The Avaad Ransomware's name and copyright information describe it as an installer for the Bitvise client, a remote access program that uses the SSH protocol. Malware researchers confirm that the Avaad Ransomware even includes digital signatures referring to Bitvise Limited and other companies, perfecting the disguise. The threat actor may have a fake Bitvise website for distributing the Trojan or use decentralized methods, such as torrents, which would effectively target software pirates – although the 'personal edition' of Bitvise is free.

In other areas, the Trojan is a familiar example of Dharma Ransomware's capabilities, just like the Cvc Ransomware, the MUST Ransomware, the Rxx Ransomware or the Wiki Ransomware. It uses AES and RSA encryption for locking the user's files, places extensions on their names (the 'avaad' string) and deletes local backups or the Restore Points. Then, it extorts money from victims with its traditional skull-and-crossbones pop-up ransom note.

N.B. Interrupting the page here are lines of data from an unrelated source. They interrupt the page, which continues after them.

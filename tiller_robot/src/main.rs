//! # Tiller Robot
//!
//! Control program for a differential-drive competition robot: closed-loop
//! heading and wheel-speed control under a cooperative command scheduler,
//! all driven from a fixed 20 ms tick.
//!
//! This binary wires the simulation backends from `tiller_hal` — the same
//! seams a real robot fills with motor-controller and gyro drivers — which
//! makes it a headless test bench: load a config, optionally schedule an
//! autonomous routine, and run. Teleop input comes through the operator
//! seam and does nothing under the scripted backend.

use std::path::{Path, PathBuf};
use std::process;
use std::sync::Arc;
use std::sync::atomic::{AtomicBool, Ordering};

use clap::Parser;
use tracing::{Level, error, info, warn};
use tracing_subscriber::EnvFilter;

use tiller_command::Scheduler;
use tiller_common::config::{ConfigError, ConfigLoader};
use tiller_common::telemetry::{LogTelemetry, Telemetry};
use tiller_control::mixer::DriveMixer;
use tiller_control::{DriveTrain, HeadingTracker};
use tiller_hal::device::FilteredGyro;
use tiller_hal::{Actuator, Encoder};
use tiller_hal::sim::{ScriptedInput, SimActuator, SimEncoder, SimGyro};
use tiller_robot::auto::AutoConfig;
use tiller_robot::commands::DefaultDriveCommand;
use tiller_robot::config::RobotConfig;
use tiller_robot::context::{DRIVE_CLAIM, RobotContext};
use tiller_robot::pacing::TickLoop;
use tiller_robot::telemetry::JsonlTelemetry;

/// Tiller Robot — differential drive control loop
#[derive(Parser, Debug)]
#[command(name = "tiller_robot")]
#[command(version)]
#[command(about = "Cooperative command scheduler and drive control for a tank-drive robot")]
struct Args {
    /// Path to the robot configuration TOML.
    #[arg(default_value = "config/robot.toml")]
    config: PathBuf,

    /// Path to the autonomous routine TOML.
    #[arg(long, default_value = "config/auto.toml")]
    auto_config: PathBuf,

    /// Autonomous routine to schedule at startup.
    #[arg(long)]
    routine: Option<String>,

    /// Stop after this many ticks (0 = run until shutdown signal).
    #[arg(long, default_value_t = 0)]
    ticks: u64,

    /// Write JSON-lines telemetry to this file instead of the log.
    #[arg(long)]
    telemetry: Option<PathBuf>,

    /// Enable verbose logging (DEBUG level).
    #[arg(short, long)]
    verbose: bool,

    /// Output logs in JSON format.
    #[arg(long)]
    json: bool,
}

fn main() {
    let args = Args::parse();
    setup_tracing(&args);

    info!("Tiller Robot v{} starting...", env!("CARGO_PKG_VERSION"));

    if let Err(e) = run(&args) {
        error!("FATAL: {e}");
        process::exit(1);
    }

    info!("Tiller Robot shutdown complete");
}

fn run(args: &Args) -> Result<(), Box<dyn std::error::Error>> {
    let config = RobotConfig::load(&args.config)?;
    config.validate()?;
    info!(
        "Config OK: tick={}ms, style={:?}",
        config.tick.period_ms, config.drive.style
    );

    let auto = load_auto_config(&args.auto_config, args.routine.is_some())?;

    // ── Hardware (simulation backends) ──
    let mut left = SimActuator::new();
    let mut right = SimActuator::new();
    left.set_inverted(config.drive.left_inverted);
    right.set_inverted(config.drive.right_inverted);

    let mut left_encoder = SimEncoder::new();
    let mut right_encoder = SimEncoder::new();
    left_encoder.set_inverted(config.drive.left_encoder_inverted);
    right_encoder.set_inverted(config.drive.right_encoder_inverted);

    let gyro = FilteredGyro::new(SimGyro::new());
    let mut tracker = HeadingTracker::new(Box::new(gyro), config.drive.gyro_inverted);
    tracker.calibrate()?;

    let mut drivetrain = DriveTrain::new(Box::new(left), Box::new(right));
    drivetrain.attach_encoders(
        Box::new(left_encoder),
        Box::new(right_encoder),
        config.drive.counts_per_unit,
        config.drive.speed_pid.gains(),
        config.drive.max_encoder_speed,
    );
    drivetrain.attach_heading(
        tracker,
        config.drive.heading_pid.gains(),
        config.drive.max_rotation_output,
    );

    let telemetry: Box<dyn Telemetry> = match &args.telemetry {
        Some(path) => {
            info!("Writing telemetry to {}", path.display());
            Box::new(JsonlTelemetry::new(std::fs::File::create(path)?))
        }
        None => Box::new(LogTelemetry),
    };

    let mut ctx = RobotContext::new(drivetrain, Box::new(ScriptedInput::new()), telemetry);

    // ── Scheduler ──
    let mut scheduler: Scheduler<RobotContext> = Scheduler::new();

    let mixer = DriveMixer::new(config.drive.input_deadband, config.drive.motor_deadband);
    let style = config.drive.style;
    scheduler.set_default(DRIVE_CLAIM, move || {
        Box::new(DefaultDriveCommand::new(mixer, style))
    });

    if let Some(name) = &args.routine {
        let Some(routine) = auto.routine(name) else {
            return Err(Box::new(ConfigError::ValidationError(format!(
                "routine '{name}' not found in {}",
                args.auto_config.display()
            ))));
        };
        info!("Scheduling autonomous routine '{name}' ({} steps)", routine.steps.len());
        scheduler.schedule(Box::new(routine.compile()));
    } else {
        info!("No routine selected, teleop only");
    }

    // ── Shutdown signal ──
    let running = Arc::new(AtomicBool::new(true));
    let r = running.clone();
    ctrlc::set_handler(move || {
        info!("Received shutdown signal");
        r.store(false, Ordering::SeqCst);
    })?;

    // ── Tick loop ──
    let mut ticker = TickLoop::new(std::time::Duration::from_millis(config.tick.period_ms));
    let max_ticks = args.ticks;
    info!("Entering tick loop");

    ticker.run(&running, |tick| {
        ctx.input.poll();
        scheduler.tick(&mut ctx);
        ctx.update_subsystems();

        max_ticks == 0 || tick + 1 < max_ticks
    });

    let stats = ticker.stats();
    info!(
        "Loop exited after {} ticks (avg {}µs, max {}µs, {} overruns)",
        stats.tick_count,
        stats.avg_tick_us(),
        stats.max_tick_us,
        stats.overruns
    );

    // Every command gets its end(); the drivetrain is left braked.
    scheduler.cancel_all(&mut ctx);
    ctx.drivetrain.disable();

    Ok(())
}

/// Load `auto.toml`. A missing file is only an error when a routine was
/// explicitly requested.
fn load_auto_config(path: &Path, required: bool) -> Result<AutoConfig, Box<dyn std::error::Error>> {
    match AutoConfig::load(path) {
        Ok(auto) => {
            auto.validate()?;
            info!("Loaded {} autonomous routines", auto.routines.len());
            Ok(auto)
        }
        Err(ConfigError::FileNotFound) if !required => {
            info!("No auto config at {}, continuing without routines", path.display());
            Ok(AutoConfig::default())
        }
        Err(e) => {
            warn!("Failed to load auto config: {e}");
            Err(Box::new(e))
        }
    }
}

/// Setup tracing subscriber based on CLI arguments.
fn setup_tracing(args: &Args) {
    let level = if args.verbose {
        Level::DEBUG
    } else {
        Level::INFO
    };

    let filter = EnvFilter::from_default_env().add_directive(level.into());

    if args.json {
        tracing_subscriber::fmt()
            .with_env_filter(filter)
            .json()
            .init();
    } else {
        tracing_subscriber::fmt()
            .with_env_filter(filter)
            .compact()
            .init();
    }
}
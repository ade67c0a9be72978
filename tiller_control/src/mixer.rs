//! Differential drive mixing: stick positions in, wheel speeds out.
//!
//! Pure input→output math with no state beyond the configured deadbands.
//! Three styles:
//!
//! - arcade with separate speed/rotation inputs,
//! - arcade from a single stick (magnitude-renormalized so diagonal
//!   deflection still reaches full speed),
//! - tank with one stick per side.
//!
//! All styles apply an input deadband (stick noise), a response curve
//! (fine control at low deflection, full output at the top), and a motor
//! deadband (outputs too small to turn a wheel are snapped to 0).

use tracing::warn;

use tiller_hal::input::StickPosition;

/// Left/right wheel speed fractions, each in [-1.0, 1.0].
#[derive(Debug, Clone, Copy, Default, PartialEq)]
pub struct WheelSpeeds {
    pub left: f64,
    pub right: f64,
}

impl WheelSpeeds {
    pub const fn new(left: f64, right: f64) -> Self {
        Self { left, right }
    }
}

/// Stick-to-wheel-speed calculator for a differential drive.
#[derive(Debug, Clone, Copy)]
pub struct DriveMixer {
    input_deadband: f64,
    motor_deadband: f64,
}

impl Default for DriveMixer {
    fn default() -> Self {
        Self {
            input_deadband: Self::DEFAULT_INPUT_DEADBAND,
            motor_deadband: Self::DEFAULT_MOTOR_DEADBAND,
        }
    }
}

impl DriveMixer {
    pub const DEFAULT_INPUT_DEADBAND: f64 = 0.07;
    pub const DEFAULT_MOTOR_DEADBAND: f64 = 0.03;

    /// Largest deadband magnitude that still leaves a usable stick range.
    pub const MAX_DEADBAND: f64 = 0.25;

    /// Build a mixer with the given deadbands.
    ///
    /// A deadband magnitude above [`Self::MAX_DEADBAND`] is a configuration
    /// error: the default is substituted and a warning logged. Never fails.
    pub fn new(input_deadband: f64, motor_deadband: f64) -> Self {
        let input_deadband = if input_deadband.abs() > Self::MAX_DEADBAND {
            warn!(
                "invalid input deadband ({input_deadband}), using default {}",
                Self::DEFAULT_INPUT_DEADBAND
            );
            Self::DEFAULT_INPUT_DEADBAND
        } else {
            input_deadband.abs()
        };

        let motor_deadband = if motor_deadband.abs() > Self::MAX_DEADBAND {
            warn!(
                "invalid motor deadband ({motor_deadband}), using default {}",
                Self::DEFAULT_MOTOR_DEADBAND
            );
            Self::DEFAULT_MOTOR_DEADBAND
        } else {
            motor_deadband.abs()
        };

        Self {
            input_deadband,
            motor_deadband,
        }
    }

    /// Arcade mix from explicit speed and rotation inputs.
    ///
    /// When the scaled speed dominates the rotation, the robot drives with
    /// one side trimmed by the rotation (steer-while-driving). Otherwise it
    /// pivots, with the speed added as a bias on the stationary side so a
    /// small forward input curves the pivot instead of fighting it.
    pub fn arcade(&self, speed: f64, rotation: f64) -> WheelSpeeds {
        // Nothing above the stick noise floor: no output.
        if !(speed.abs() > self.input_deadband || rotation.abs() > self.input_deadband) {
            return WheelSpeeds::default();
        }

        let scaled_speed = self.scale(speed);
        let scaled_rotation = self.scale(rotation);

        let mut left;
        let mut right;

        if scaled_speed.abs() > rotation.abs() {
            // Drive forward or reverse with steering.
            left = scaled_speed;
            right = scaled_speed;

            if speed > 0.0 {
                if rotation > 0.0 {
                    right -= scaled_rotation;
                } else {
                    left += scaled_rotation;
                }
            } else {
                // Reversing steers from the other side so the stick keeps
                // pointing where the robot goes.
                if rotation > 0.0 {
                    left += scaled_rotation;
                } else {
                    right -= scaled_rotation;
                }
            }
        } else {
            // Rotate on the spot; the speed input shifts the pivot point
            // toward the slower side.
            left = scaled_rotation;
            right = -scaled_rotation;

            if rotation > 0.0 {
                if speed > 0.0 {
                    right += scaled_speed;
                } else {
                    left += scaled_speed;
                }
            } else if speed > 0.0 {
                left += scaled_speed;
            } else {
                right += scaled_speed;
            }
        }

        if left.abs() <= self.motor_deadband {
            left = 0.0;
        }
        if right.abs() <= self.motor_deadband {
            right = 0.0;
        }

        WheelSpeeds::new(left, right)
    }

    /// Arcade mix from a single stick.
    ///
    /// A stick at 45° reads roughly (0.7, 0.7) on the raw axes, which would
    /// cap diagonal driving at 70%. The deflection is re-scaled so the
    /// dominant axis carries the full stick magnitude before delegating to
    /// [`DriveMixer::arcade`].
    pub fn arcade_single(&self, stick: StickPosition) -> WheelSpeeds {
        // Forward stick is negative y by joystick convention.
        let y = -stick.y;
        let x = stick.x;

        let magnitude = (x * x + y * y).sqrt();

        let mut scaled_x = 0.0;
        let mut scaled_y = 0.0;

        if x.abs() > y.abs() {
            scaled_x = magnitude * x.signum();
            if x != 0.0 {
                scaled_y = magnitude * (y / x).abs() * y.signum();
            }
        } else {
            scaled_y = magnitude * y.signum();
            if y != 0.0 {
                scaled_x = magnitude * (x / y).abs() * x.signum();
            }
        }

        self.arcade(scaled_y, scaled_x)
    }

    /// Arcade mix from two sticks: left stick speed, right stick rotation.
    pub fn arcade_sticks(&self, left: StickPosition, right: StickPosition) -> WheelSpeeds {
        self.arcade(-left.y, right.x)
    }

    /// Tank mix: each stick's y-axis drives its side directly.
    pub fn tank(&self, left: StickPosition, right: StickPosition) -> WheelSpeeds {
        let mut left_speed = -left.y;
        let mut right_speed = -right.y;

        if left_speed.abs() <= self.input_deadband || left_speed.abs() <= self.motor_deadband {
            left_speed = 0.0;
        }
        if right_speed.abs() <= self.input_deadband || right_speed.abs() <= self.motor_deadband {
            right_speed = 0.0;
        }

        WheelSpeeds::new(left_speed, right_speed)
    }

    #[inline]
    pub fn input_deadband(&self) -> f64 {
        self.input_deadband
    }

    #[inline]
    pub fn motor_deadband(&self) -> f64 {
        self.motor_deadband
    }

    /// Two-segment response curve.
    ///
    /// Values up to 0.6 are halved for fine control; above 0.6 a linear
    /// ramp runs from 0.3 up to full output at 1.0.
    fn scale(&self, value: f64) -> f64 {
        let value = value.clamp(-1.0, 1.0);
        let magnitude = value.abs();

        if magnitude <= self.input_deadband {
            return 0.0;
        }

        if magnitude <= 0.6 {
            return value / 2.0;
        }

        (0.3 + (magnitude - 0.6) * 7.0 / 4.0) * value.signum()
    }
}

// ─── Tests ──────────────────────────────────────────────────────────

#[cfg(test)]
mod tests {
    use super::*;

    const EPS: f64 = 1e-12;

    fn mixer() -> DriveMixer {
        DriveMixer::default()
    }

    #[test]
    fn inputs_below_deadband_give_zero_output() {
        let speeds = mixer().arcade(0.05, 0.0);
        assert_eq!(speeds, WheelSpeeds::default());

        let speeds = mixer().arcade(0.0, 0.06);
        assert_eq!(speeds, WheelSpeeds::default());
    }

    #[test]
    fn input_just_above_deadband_drives() {
        let speeds = mixer().arcade(0.08, 0.0);
        assert!(speeds.left > 0.0);
        assert_eq!(speeds.left, speeds.right);
    }

    #[test]
    fn straight_drive_uses_response_curve() {
        // 0.8 is on the upper curve segment: 0.3 + 0.2 * 7/4 = 0.65.
        let speeds = mixer().arcade(0.8, 0.0);
        assert!((speeds.left - 0.65).abs() < EPS);
        assert!((speeds.right - 0.65).abs() < EPS);

        // 0.4 is on the lower segment: halved.
        let speeds = mixer().arcade(0.4, 0.0);
        assert!((speeds.left - 0.2).abs() < EPS);
    }

    #[test]
    fn full_deflection_reaches_full_output() {
        let speeds = mixer().arcade(1.0, 0.0);
        assert!((speeds.left - 1.0).abs() < EPS);
        assert!((speeds.right - 1.0).abs() < EPS);
    }

    #[test]
    fn forward_with_right_rotation_slows_right_wheel() {
        let speeds = mixer().arcade(0.8, 0.3);
        assert!((speeds.left - 0.65).abs() < EPS);
        assert!((speeds.right - 0.5).abs() < EPS); // 0.65 - 0.15
    }

    #[test]
    fn forward_with_left_rotation_slows_left_wheel() {
        let speeds = mixer().arcade(0.8, -0.3);
        assert!((speeds.left - 0.5).abs() < EPS);
        assert!((speeds.right - 0.65).abs() < EPS);
    }

    #[test]
    fn rotation_dominates_into_a_pivot() {
        let speeds = mixer().arcade(0.0, 0.8);
        assert!((speeds.left - 0.65).abs() < EPS);
        assert!((speeds.right + 0.65).abs() < EPS);
    }

    #[test]
    fn pivot_with_forward_bias_shifts_the_slow_side() {
        // Rotation 0.8 dominates speed 0.2; the scaled speed (0.1) is
        // added to the inner wheel.
        let speeds = mixer().arcade(0.2, 0.8);
        assert!((speeds.left - 0.65).abs() < EPS);
        assert!((speeds.right - (-0.65 + 0.1)).abs() < EPS);
    }

    #[test]
    fn tiny_wheel_outputs_snap_to_zero() {
        // Rotation just over the input deadband scales to 0.04, leaving
        // the output above the motor deadband; drop rotation lower via a
        // custom motor deadband to show the snap.
        let mixer = DriveMixer::new(0.07, 0.05);
        let speeds = mixer.arcade(0.09, 0.0);
        // scale(0.09) = 0.045 <= 0.05 motor deadband on both wheels.
        assert_eq!(speeds, WheelSpeeds::default());
    }

    #[test]
    fn single_stick_diagonal_recovers_full_magnitude() {
        // 45 degrees forward-right at ~0.7 per axis.
        let speeds = mixer().arcade_single(StickPosition::new(0.7, -0.7));
        let straight = mixer().arcade(0.99, 0.0);

        // The dominant axis carries the full ~0.99 magnitude, so the fast
        // wheel matches a nearly-full straight drive.
        assert!((speeds.left - straight.left).abs() < 0.02);
    }

    #[test]
    fn single_stick_centered_is_zero() {
        let speeds = mixer().arcade_single(StickPosition::new(0.0, 0.0));
        assert_eq!(speeds, WheelSpeeds::default());
    }

    #[test]
    fn tank_drives_each_side_from_its_stick() {
        let speeds = mixer().tank(
            StickPosition::new(0.0, -0.5),
            StickPosition::new(0.0, 0.5),
        );
        assert_eq!(speeds, WheelSpeeds::new(0.5, -0.5));
    }

    #[test]
    fn tank_applies_both_deadbands_per_side() {
        let speeds = mixer().tank(
            StickPosition::new(0.0, -0.05),
            StickPosition::new(0.0, -0.5),
        );
        assert_eq!(speeds.left, 0.0);
        assert_eq!(speeds.right, 0.5);
    }

    #[test]
    fn oversized_deadbands_fall_back_to_defaults() {
        let mixer = DriveMixer::new(0.9, -0.5);
        assert_eq!(mixer.input_deadband(), DriveMixer::DEFAULT_INPUT_DEADBAND);
        assert_eq!(mixer.motor_deadband(), DriveMixer::DEFAULT_MOTOR_DEADBAND);
    }

    #[test]
    fn negative_deadbands_use_magnitude() {
        let mixer = DriveMixer::new(-0.1, -0.02);
        assert_eq!(mixer.input_deadband(), 0.1);
        assert_eq!(mixer.motor_deadband(), 0.02);
    }
}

As ever, malware experts recommend every other solution as preferable to paying ransoms, which criminals may take without reliably unlocking files.

Cutting Off Access to Irreplaceable Data

The Avaad Ransomware's campaign displays the vulnerability of digital credentials for exploitation by bad-faith actors. As a rule, users never should download files from questionable sources without scanning them with proper security solutions. Malware experts also point to torrents, unofficial 'warez' styles, and e-mail attachments as likely sources of exposure to these threats.

Backing up files to other devices for recovery also is an essential step in limiting the Avaad Ransomware's extortion potential. Users should be attentive to documents, pictures, movies, music, archives, spreadsheets, databases and other media that file-locker Trojans habitually sabotage. Because the Dharma Ransomware family, and nearly all other Ransomware-as-a-Services, wipe the Restore Points, dependency on them for restoring data is a risky proposition.

The effectiveness of the Avaad Ransomware's disguise has no impact on traditional threat-identifying technology. Most anti-malware programs can delete the Avaad Ransomware as a matter of course, similar to other versions of the Trojan family.

Criminals who invest in tricks for trapping the incautious are hoping that more ransoms will make it to their wallets. Proving them mistaken helps bring a quicker end to the Avaad Ransomware and the rest of the still-bustling RaaS industry.